Prescription et obstacle insurmontable à la mise en mouvement de l’action publique

Catherine Bauer-Violas

C’est en ces termes qu’est annoncée, sur le site de la Cour de cassation, l’audience qui se tiendra devant l’Assemblée plénière de le 28 novembre prochain.

  1. Voici pour rappel, les tristes faits à l’origine de ce débat juridique important.

Le 22 mai 1986, une jeune femme qui livrait des journaux dans la petite ville de Pontcharra, gare sa voiture devant un immeuble en milieu d’après-midi et est aperçue par une voisine, se dirigeant vers l’entrée.

Peu après, deux témoins entendent un cri. La jeune femme, Mme B ne réapparaîtra jamais.

Une enquête de recherche s’est déroulée du 22 au 30 mai 1986 et le même jour, une information judiciaire est ouverte pour séquestration.

En 1987, un non-lieu est rendu, confirmé par la chambre d’accusation de la Cour d’appel de Grenoble, puis par la Cour de cassation en 1989.

En 2020, une nouvelle information judiciaire est ouverte contre personne non dénommée du chef d’enlèvement, détention ou séquestration de Mme B par le Procureur de la République de Grenoble.

En 2022, le propriétaire de l’immeuble, M. E, devant lequel Mme B s’était garée, avoue l’avoir tuée en 1986, après avoir eu une altercation avec elle.
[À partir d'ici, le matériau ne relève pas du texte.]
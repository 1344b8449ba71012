//! Signature collection

use std::future::Future;

use tracing::{info, warn};

use crate::data_source::DataSource;
use crate::error::Result;
use crate::signer::SignerNode;
use crate::types::{SignedRequest, SignerResponse};

/// Gathers signer responses for a signed request
pub trait SignatureCollector {
    fn collect(
        &self,
        request: &SignedRequest,
    ) -> impl Future<Output = Result<Vec<SignerResponse>>> + Send;
}

/// In-process committee of signer nodes
pub struct LocalCommittee<D> {
    signers: Vec<SignerNode<D>>,
}

impl<D> LocalCommittee<D> {
    pub fn new(signers: Vec<SignerNode<D>>) -> Self {
        Self { signers }
    }

    pub fn len(&self) -> usize {
        self.signers.len()
    }

    pub fn is_empty(&self) -> bool {
        self.signers.is_empty()
    }
}

impl<D: DataSource + Send + Sync> SignatureCollector for LocalCommittee<D> {
    async fn collect(&self, request: &SignedRequest) -> Result<Vec<SignerResponse>> {
        let mut responses = Vec::with_capacity(self.signers.len());
        for signer in &self.signers {
            match signer.sign(request).await {
                Ok(response) => responses.push(response),
                Err(err) => warn!(signer = ?signer.public_key(), %err, "signer did not respond"),
            }
        }
        info!(
            responses = responses.len(),
            committee = self.signers.len(),
            "signatures collected"
        );
        Ok(responses)
    }
}
//! Recursive signature aggregation
//!
//! Chains batch evaluations for one message into a single proof of the
//! total number of distinct valid signers. The base program seeds the
//! watermark from batch 0; each step verifies the prior proof, evaluates the
//! next batch and requires it to start strictly above the watermark, which
//! is what rules out counting a signer twice across batches.

use serde::{Deserialize, Serialize};
use tracing::debug;
use winter_math::ToElements;

use quorum_primitives::{felt_from_u64, felt_to_u64, Digest, Felt, ProtocolConfig};

use crate::batch::{Batch, BatchOutput};
use crate::error::{AggregationError, AggregationResult};
use crate::proof::{Program, Provable};

/// Public output of signature aggregation
#[derive(Debug, Clone, Copy, PartialEq, Eq, Serialize, Deserialize)]
pub struct AggregationOutput {
    /// Distinct valid signers counted so far
    pub count: u64,

    /// The message being signed
    pub message: Digest,

    /// Membership root the signers were checked against
    pub signers_root: Digest,

    /// Watermark: the greatest signer hash counted so far
    pub greatest_signer_hash: Digest,
}

impl ToElements<Felt> for AggregationOutput {
    fn to_elements(&self) -> Vec<Felt> {
        let mut elements = Vec::with_capacity(13);
        elements.push(felt_from_u64(self.count));
        elements.extend_from_slice(self.message.elements());
        elements.extend_from_slice(self.signers_root.elements());
        elements.extend_from_slice(self.greatest_signer_hash.elements());
        elements
    }
}

impl AggregationOutput {
    /// Rebuild from the field encoding
    pub fn from_elements(elements: &[Felt]) -> AggregationResult<Self> {
        if elements.len() != 13 {
            return Err(AggregationError::DeserializationFailed(format!(
                "aggregation output needs 13 elements, got {}",
                elements.len()
            )));
        }
        let digest = |offset: usize| {
            Digest::new([
                elements[offset],
                elements[offset + 1],
                elements[offset + 2],
                elements[offset + 3],
            ])
        };
        Ok(Self {
            count: felt_to_u64(elements[0]),
            message: digest(1),
            signers_root: digest(5),
            greatest_signer_hash: digest(9),
        })
    }
}

/// Base and step programs of signature aggregation
#[derive(Debug, Clone, Copy)]
pub struct SignatureAggregator {
    config: ProtocolConfig,
}

impl SignatureAggregator {
    pub fn new(config: ProtocolConfig) -> Self {
        Self { config }
    }

    pub fn config(&self) -> &ProtocolConfig {
        &self.config
    }

    /// Base: count batch 0 for `message` against `signers_root`
    pub fn base<P: Provable<AggregationOutput>>(
        &self,
        message: Digest,
        signers_root: Digest,
        batch: &Batch,
    ) -> AggregationResult<P> {
        self.check_capacity(batch)?;
        let output = batch.evaluate(&message, &signers_root);
        Ok(self.base_from_output(message, signers_root, output))
    }

    /// Step: extend `prior` with one more batch
    ///
    /// A batch that counts nobody is accepted and keeps the prior
    /// watermark, so any later batch must still start above every signer
    /// counted so far.
    pub fn step<P: Provable<AggregationOutput>>(
        &self,
        prior: &P,
        batch: &Batch,
    ) -> AggregationResult<P> {
        self.check_capacity(batch)?;
        let head = prior.public_output();
        let output = batch.evaluate(&head.message, &head.signers_root);
        self.step_from_output(prior, output)
    }

    pub(crate) fn base_from_output<P: Provable<AggregationOutput>>(
        &self,
        message: Digest,
        signers_root: Digest,
        output: BatchOutput,
    ) -> P {
        debug!(message = %message, count = output.count, "signature aggregation base");
        P::prove(
            Program::SignatureAggregationBase,
            AggregationOutput {
                count: output.count,
                message,
                signers_root,
                greatest_signer_hash: output.greatest_hash,
            },
            &[],
        )
    }

    pub(crate) fn step_from_output<P: Provable<AggregationOutput>>(
        &self,
        prior: &P,
        output: BatchOutput,
    ) -> AggregationResult<P> {
        if !prior.program().is_signature_aggregation() {
            return Err(AggregationError::InvalidProof(format!(
                "prior proof is a {} proof",
                prior.program()
            )));
        }
        if !prior.verify() {
            return Err(AggregationError::InvalidProof(
                "prior aggregation proof failed verification".to_string(),
            ));
        }

        let head = prior.public_output();

        // An empty batch adds nothing and leaves the watermark in place.
        let greatest_signer_hash = if output.count == 0 {
            head.greatest_signer_hash
        } else {
            if output.smallest_hash <= head.greatest_signer_hash {
                return Err(AggregationError::OrderingViolation {
                    watermark: head.greatest_signer_hash,
                    smallest: output.smallest_hash,
                });
            }
            output.greatest_hash
        };

        let next = AggregationOutput {
            count: head.count.saturating_add(output.count),
            message: head.message,
            signers_root: head.signers_root,
            greatest_signer_hash,
        };
        debug!(message = %next.message, count = next.count, "signature aggregation step");

        Ok(P::prove(
            Program::SignatureAggregationStep,
            next,
            &[prior.commitment()],
        ))
    }

    fn check_capacity(&self, batch: &Batch) -> AggregationResult<()> {
        if batch.len() != self.config.batch_capacity {
            return Err(AggregationError::BatchCapacity {
                expected: self.config.batch_capacity,
                actual: batch.len(),
            });
        }
        Ok(())
    }
}

#[cfg(test)]
mod tests {
    use super::*;
    use crate::claim::SignatureClaim;
    use crate::proof::{MockProof, SealedProof};
    use quorum_primitives::keys::signing_key_from_seed;
    use quorum_primitives::{sign_message, signer_hash, SigningKey};
    use quorum_state::{AuthenticatedMap, MembershipMap};

    const CAPACITY: usize = 4;

    fn committee(n: u32) -> (Vec<SigningKey>, MembershipMap) {
        let mut signers: Vec<SigningKey> = (0..n)
            .map(|i| signing_key_from_seed(format!("agg-{i}").as_bytes()))
            .collect();
        signers.sort_by_key(|s| signer_hash(&s.verifying_key()));
        let keys: Vec<_> = signers.iter().map(|s| s.verifying_key()).collect();
        (signers, MembershipMap::from_keys(32, &keys).unwrap())
    }

    fn batch(
        signers: &[SigningKey],
        committee: &MembershipMap,
        message: &Digest,
    ) -> Batch {
        let claims = signers
            .iter()
            .map(|s| {
                SignatureClaim::new(
                    s.verifying_key(),
                    sign_message(s, message),
                    committee.witness(&s.verifying_key()),
                )
            })
            .collect();
        Batch::padded(claims, CAPACITY, 32).unwrap()
    }

    fn aggregator() -> SignatureAggregator {
        SignatureAggregator::new(ProtocolConfig::default().with_batch_capacity(CAPACITY))
    }

    #[test]
    fn test_two_batches_sum() {
        let (signers, committee) = committee(7);
        let message = Digest::hash_bytes(b"sum");
        let agg = aggregator();

        let b1 = batch(&signers[..4], &committee, &message);
        let b2 = batch(&signers[4..], &committee, &message);

        let base: SealedProof<AggregationOutput> = agg.base(message, committee.root(), &b1).unwrap();
        let step = agg.step(&base, &b2).unwrap();

        let out = step.public_output();
        assert_eq!(out.count, 7);
        assert_eq!(out.greatest_signer_hash, signer_hash(&signers[6].verifying_key()));
        assert!(step.verify());
        assert_eq!(step.premises(), &[base.commitment()]);
    }

    #[test]
    fn test_reversed_batches_rejected() {
        let (signers, committee) = committee(7);
        let message = Digest::hash_bytes(b"reverse");
        let agg = aggregator();

        let low = batch(&signers[..4], &committee, &message);
        let high = batch(&signers[4..], &committee, &message);

        let base: MockProof<AggregationOutput> = agg.base(message, committee.root(), &high).unwrap();
        assert!(matches!(
            agg.step(&base, &low),
            Err(AggregationError::OrderingViolation { .. })
        ));
    }

    #[test]
    fn test_repeated_batch_rejected() {
        let (signers, committee) = committee(3);
        let message = Digest::hash_bytes(b"replay");
        let agg = aggregator();
        let b = batch(&signers, &committee, &message);

        let base: MockProof<AggregationOutput> = agg.base(message, committee.root(), &b).unwrap();
        assert!(agg.step(&base, &b).is_err());
    }

    #[test]
    fn test_empty_step_keeps_watermark() {
        let (signers, committee) = committee(3);
        let message = Digest::hash_bytes(b"empty-step");
        let agg = aggregator();

        let base: MockProof<AggregationOutput> = agg
            .base(message, committee.root(), &batch(&signers, &committee, &message))
            .unwrap();
        let empty = Batch::padded(Vec::new(), CAPACITY, 32).unwrap();
        let step = agg.step(&base, &empty).unwrap();

        assert_eq!(step.public_output().count, 3);
        assert_eq!(
            step.public_output().greatest_signer_hash,
            base.public_output().greatest_signer_hash
        );
    }

    #[test]
    fn test_invalid_prior_rejected() {
        let (signers, committee) = committee(2);
        let message = Digest::hash_bytes(b"invalid-prior");
        let agg = aggregator();
        let b = batch(&signers, &committee, &message);

        let prior = MockProof::invalid(
            Program::SignatureAggregationBase,
            AggregationOutput {
                count: 0,
                message,
                signers_root: committee.root(),
                greatest_signer_hash: Digest::ZERO,
            },
        );
        assert!(matches!(
            agg.step(&prior, &b),
            Err(AggregationError::InvalidProof(_))
        ));
    }

    #[test]
    fn test_wrong_program_rejected() {
        let (signers, committee) = committee(2);
        let message = Digest::hash_bytes(b"wrong-program");
        let prior = MockProof::prove(
            Program::SettlementBase,
            AggregationOutput {
                count: 0,
                message,
                signers_root: committee.root(),
                greatest_signer_hash: Digest::ZERO,
            },
            &[],
        );
        assert!(matches!(
            aggregator().step(&prior, &batch(&signers, &committee, &message)),
            Err(AggregationError::InvalidProof(_))
        ));
    }

    #[test]
    fn test_batch_capacity_checked() {
        let (_, committee) = committee(1);
        let wrong = Batch::padded(Vec::new(), CAPACITY + 1, 32).unwrap();
        let result: AggregationResult<MockProof<AggregationOutput>> =
            aggregator().base(Digest::ZERO, committee.root(), &wrong);
        assert!(matches!(result, Err(AggregationError::BatchCapacity { .. })));
    }

    #[test]
    fn test_output_elements_roundtrip() {
        let output = AggregationOutput {
            count: 12,
            message: Digest::hash_bytes(b"m"),
            signers_root: Digest::hash_bytes(b"r"),
            greatest_signer_hash: Digest::hash_bytes(b"g"),
        };
        let elements = output.to_elements();
        assert_eq!(elements.len(), 13);
        assert_eq!(AggregationOutput::from_elements(&elements).unwrap(), output);
    }
}
//! Batch signature verifier
//!
//! A batch is exactly `capacity` claims. Evaluation walks the claims in
//! order and counts the leading run of claims that are individually valid
//! and strictly increasing by signer hash. The first failure ends the run;
//! nothing after it is counted.

use serde::{Deserialize, Serialize};

use quorum_primitives::Digest;

use crate::claim::SignatureClaim;
use crate::error::{AggregationError, AggregationResult};

/// Fixed-capacity ordered group of claims
#[derive(Debug, Clone, PartialEq, Eq, Serialize, Deserialize)]
pub struct Batch {
    claims: Vec<SignatureClaim>,
}

/// Result of evaluating one batch
#[derive(Debug, Clone, Copy, PartialEq, Eq, Default, Serialize, Deserialize)]
pub struct BatchOutput {
    /// Number of valid positions
    pub count: u64,

    /// Signer hash of the first valid claim (zero if none)
    pub smallest_hash: Digest,

    /// Signer hash of the last valid claim (zero if none)
    pub greatest_hash: Digest,
}

impl Batch {
    /// Wrap exactly `capacity` claims
    pub fn new(claims: Vec<SignatureClaim>, capacity: usize) -> AggregationResult<Self> {
        if claims.len() != capacity {
            return Err(AggregationError::BatchCapacity {
                expected: capacity,
                actual: claims.len(),
            });
        }
        Ok(Self { claims })
    }

    /// Right-pad `claims` with empty claims up to `capacity`
    pub fn padded(
        mut claims: Vec<SignatureClaim>,
        capacity: usize,
        depth: usize,
    ) -> AggregationResult<Self> {
        if claims.len() > capacity {
            return Err(AggregationError::BatchCapacity {
                expected: capacity,
                actual: claims.len(),
            });
        }
        claims.resize_with(capacity, || SignatureClaim::empty(depth));
        Ok(Self { claims })
    }

    pub fn claims(&self) -> &[SignatureClaim] {
        &self.claims
    }

    pub fn len(&self) -> usize {
        self.claims.len()
    }

    pub fn is_empty(&self) -> bool {
        self.claims.is_empty()
    }

    pub fn evaluate(&self, message: &Digest, membership_root: &Digest) -> BatchOutput {
        evaluate(message, membership_root, &self.claims)
    }
}

/// Count the valid, strictly ascending prefix of `claims`
pub fn evaluate(message: &Digest, membership_root: &Digest, claims: &[SignatureClaim]) -> BatchOutput {
    let mut output = BatchOutput::default();

    for claim in claims {
        let hash = claim.signer_hash();
        let ascending = output.count == 0 || hash > output.greatest_hash;
        if !ascending || !claim.verify(message, membership_root) {
            break;
        }
        if output.count == 0 {
            output.smallest_hash = hash;
        }
        output.greatest_hash = hash;
        output.count += 1;
    }

    output
}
Des fragments osseux de la victime sont retrouvés grâce à ses indications.

Il est alors mis en examen pour homicide volontaire et arrestation, enlèvement, détention ou séquestration, sans libération volontaire avant le septième jour.

  1. La procédure

M. E demande l’annulation de sa mise en examen pour cause de prescription de l’action publique, demande rejetée par ordonnance du 15 novembre 2022.

Sur appel de M. E, la chambre de l’instruction de Grenoble rejette également la demande le 24 janvier 2023, considérant s’agissant de l’infraction d’homicide volontaire :

    • qu’un obstacle de fait – la dissimulation du corps et de la scène de crime – a empêché l’exercice des poursuites,
    • et que la prescription n’a commencé à courir qu’en 2022, lors des aveux.

M. E et le procureur général forment un pourvoi en cassation.

Le 28 novembre 2023 (23-80.599), la Chambre criminelle de la Cour de cassation casse et annule la décision du 24 janvier 2023.

Se fondant sur les articles 7 (ancien) et 9-3 du Code de procédure pénale, elle a considéré que la dissimulation du corps ou de la scène de crime ne constituait pas un obstacle insurmontable justifiant la suspension de la prescription de l’action publique.

L’affaire a donc été renvoyée devant la chambre de l’instruction de la cour d’appel de Lyon.

Par arrêt du 6 décembre 2024, cette dernière a résisté en disant qu’il n’y avait pas lieu d’annuler la mise en examen de M. E des chefs de séquestration et meurtre.

M. E s’est pourvu en cassation et par ordonnance du 25 juin 2025, le premier président de la Cour de cassation a ordonné le renvoi de l’affaire devant l’assemblée plénière de la Cour de cassation.

3 – Enjeu

Il reviendra donc à la Cour de cassation réunie en Assemblée plénière de préciser si l’article 9-3 du Code de procédure pénale qui prévoit que « Tout obstacle de droit, prévu par la loi, ou tout obstacle de fait insurmontable et assimilable à la force majeure, qui rend impossible la mise en mouvement ou l’exercice de l’action publique, suspend la prescription » trouve ici à s’appliquer eu égard aux circonstances dans lesquelles l’infraction a été commise.

Cela impliquerait pour la Cour de cassation d’infléchir sa jurisprudence extrêmement restrictive sur la notion d’obstacle de fait. A ce jour, la présence d’un obstacle insurmontable n’a été admise qu’à deux reprises par la Cour de cassation dans le cas d’un meurtre. D’abord, en 2014 (7 novembre 2014 / n° 14-83.739), dans le cas d’homicides volontaires aggravés commis par l’auteure sur ses enfants à leur naissance, dès lors que nul n’a été en mesure de s’inquiéter de la disparition d’enfants nés clandestinement, morts dans l’anonymat et dont aucun indice apparent n’avait révélé l’existence. Ensuite en 2017, dans le cas d’un meurtre commis par deux amants ayant orchestré une mise en scène destinée à faire croire au départ volontaire de la victime (25 avril 2017 / n° 17-80.879).

Nous vous tiendrons bien entendu informés de l’issue de cette affaire.